Eve Ensler, writer of the well-known “Vagina Monologues,” is no stranger to provocative topics, and “O.P.C.” well suits her brand. The play explores overconsumption: The fact that Americans throw away $165 billion worth of food each year. “O.P.C.” stars a young woman named Romi, a self-described “freegan” who rummages through dumpsters for a living.
Romi’s mother, Smith, running for the Senate and deeply concerned about her image, demands that Romi begin a “normal” life. Visiting Romi in the abandoned apartment where she squats, Smith tells Romi to “get in the game!” To Smith, there is only one game, but Romi isn’t willing to play it.
Adamant about her lifestyle, Romi tells her mother that being a freegan is “about sharing, generosity,” and ending overconsumption, which leads, among other things, to climate change. (Romi’s convictions, though radical, are suggestive of the mainstream sharing economy mentioned in a previous post.) Smith, nearly hysterical, shoots back that real change lies not in digging for trash, but in having a role in government.

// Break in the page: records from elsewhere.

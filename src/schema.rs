//! Destination schema derivation.
//!
//! The rule is positional and ignores cell contents: the first [`WIDE_COLUMN_COUNT`] columns are
//! [`ColumnType::WideText`], every later column is [`ColumnType::NarrowText`]. All data lands as
//! text.

use crate::types::{ColumnSpec, ColumnType, TableSchema, TabularData};

/// Number of leading columns stored as wide text.
pub const WIDE_COLUMN_COUNT: usize = 4;

/// Derive a [`TableSchema`] from ordered column names.
///
/// Any column count is accepted, including zero.
///
/// ```rust
/// use sheet_loader::schema::derive_schema;
/// use sheet_loader::types::ColumnType;
///
/// let schema = derive_schema(["id", "name", "dept", "role", "level"]);
/// assert_eq!(schema.len(), 5);
/// assert_eq!(schema.columns[3].column_type, ColumnType::WideText);
/// assert_eq!(schema.columns[4].column_type, ColumnType::NarrowText);
/// ```
pub fn derive_schema<I, S>(columns: I) -> TableSchema
where
    I: IntoIterator<Item = S>,
    S: Into<String>,
{
    let columns = columns
        .into_iter()
        .enumerate()
        .map(|(idx, name)| ColumnSpec::new(name, column_type_at(idx)))
        .collect();
    TableSchema::new(columns)
}

/// Derive the schema for a decoded table.
pub fn derive_for(data: &TabularData) -> TableSchema {
    derive_schema(data.columns.iter().cloned())
}

/// Storage type for the column at 0-based position `idx`.
pub fn column_type_at(idx: usize) -> ColumnType {
    if idx < WIDE_COLUMN_COUNT {
        ColumnType::WideText
    } else {
        ColumnType::NarrowText
    }
}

The tensions between Romi and Smith call to mind some of the larger questions Gen Y grapples with. What does it mean to live a meaningful life? Does our vote matter? How should we combat the growing threats presented by global warming?

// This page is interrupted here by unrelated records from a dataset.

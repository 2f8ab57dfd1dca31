use std::path::PathBuf;
use std::process::ExitCode;
use std::sync::Arc;

use clap::Parser;
use sheet_loader::config::{
    ConnectionSettings, ENV_DATABASE, ENV_DRIVER, ENV_ENCRYPT, ENV_PASSWORD, ENV_SERVER, ENV_USERNAME,
};
use sheet_loader::ingestion::SourceFormat;
use sheet_loader::observability::TracingObserver;
use sheet_loader::pipeline::{ImportOptions, ImportRequest, run_import};
use tracing_subscriber::EnvFilter;

#[derive(Parser, Debug)]
#[command(
    name = "sheet-loader",
    version,
    about = "Import a .csv or .xlsx file into a database table, replacing any table of the same name",
    after_help = "Example: sheet-loader --file-path /path/to/file.xlsx --target-table TargetTableName --db-name MyDatabase"
)]
struct Cli {
    /// Path to the input file (.csv or .xlsx).
    #[arg(long = "file-path", alias = "file_path")]
    file_path: PathBuf,

    /// Destination table name (optionally `schema.table`).
    #[arg(long = "target-table", alias = "target_table")]
    target_table: String,

    /// Database driver: `duckdb` or `postgres`.
    #[arg(long = "db-driver", alias = "db_driver", env = ENV_DRIVER)]
    db_driver: Option<String>,

    /// Server address, `host`, `host:port` or `host,port` (postgres only).
    #[arg(long = "db-server", alias = "db_server", env = ENV_SERVER)]
    db_server: Option<String>,

    /// Database name (postgres) or database file path (duckdb).
    #[arg(long = "db-name", alias = "db_name", env = ENV_DATABASE)]
    db_name: Option<String>,

    /// Username for server authentication.
    #[arg(long = "db-username", alias = "db_username", env = ENV_USERNAME)]
    db_username: Option<String>,

    /// Password for server authentication.
    #[arg(long = "db-password", alias = "db_password", env = ENV_PASSWORD, hide_env_values = true)]
    db_password: Option<String>,

    /// Require an encrypted connection (yes/no).
    #[arg(long = "db-encrypt", alias = "db_encrypt", env = ENV_ENCRYPT)]
    db_encrypt: Option<String>,

    /// Print the load report as one JSON line on stdout.
    #[arg(long)]
    summary_json: bool,
}

impl Cli {
    fn settings(&self) -> ConnectionSettings {
        ConnectionSettings {
            driver: self.db_driver.clone(),
            server: self.db_server.clone(),
            database: self.db_name.clone(),
            username: self.db_username.clone(),
            password: self.db_password.clone(),
            encrypt: self.db_encrypt.clone(),
        }
    }
}

fn main() -> ExitCode {
    // Must run before parsing so clap's `env` fallbacks see the .env values.
    let dotenv = dotenvy::dotenv();

    tracing_subscriber::fmt()
        .with_env_filter(EnvFilter::try_from_default_env().unwrap_or_else(|_| EnvFilter::new("info")))
        .init();

    match &dotenv {
        Ok(path) => tracing::debug!(path = %path.display(), "loaded .env file"),
        Err(e) if e.not_found() => {}
        Err(e) => tracing::warn!(error = %e, "failed to load .env file"),
    }

    let cli = Cli::parse();
    if run(&cli) { ExitCode::SUCCESS } else { ExitCode::FAILURE }
}

fn run(cli: &Cli) -> bool {
    let config = match cli.settings().resolve() {
        Ok(config) => config,
        Err(e) => {
            tracing::error!(
                error = %e,
                "database configuration rejected; provide values via CLI flags or .env"
            );
            return false;
        }
    };

    if let Err(e) = SourceFormat::from_path(&cli.file_path) {
        tracing::error!(error = %e, "file must be a .csv or .xlsx");
        return false;
    }

    let options = ImportOptions {
        observer: Some(Arc::new(TracingObserver)),
        ..Default::default()
    };
    let request = ImportRequest::new(&cli.file_path, &cli.target_table);

    // Failures are logged by the observer.
    let Ok(report) = run_import(&request, &config, &options) else {
        return false;
    };

    if cli.summary_json {
        match serde_json::to_string(&report) {
            Ok(line) => println!("{line}"),
            Err(e) => {
                tracing::error!(error = %e, "failed to serialize load report");
                return false;
            }
        }
    }
    true
}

For some, the answer to the last does lie in freeganism. Check out environmentalist Rob Greenfield, who bicycled across the U.S.A., eating mainly out of dumpsters. In New York City, Josh Treuhaft has launched Salvage Supperclub, serving diners “rescued food” inside a well-cleaned dumpster.
Around the country, other millennials are turning to greener pastures — literally — like the couples interviewed in this NPR piece by Jennifer Mitchell. Mitchell writes that her subjects are “part of a generation for whom global warming has been hanging overhead like the sword of Damocles,” which has motivated their lifestyle changes. Could we be Generation Farmer? Time will tell.
In the meantime, go see “O.P.C.”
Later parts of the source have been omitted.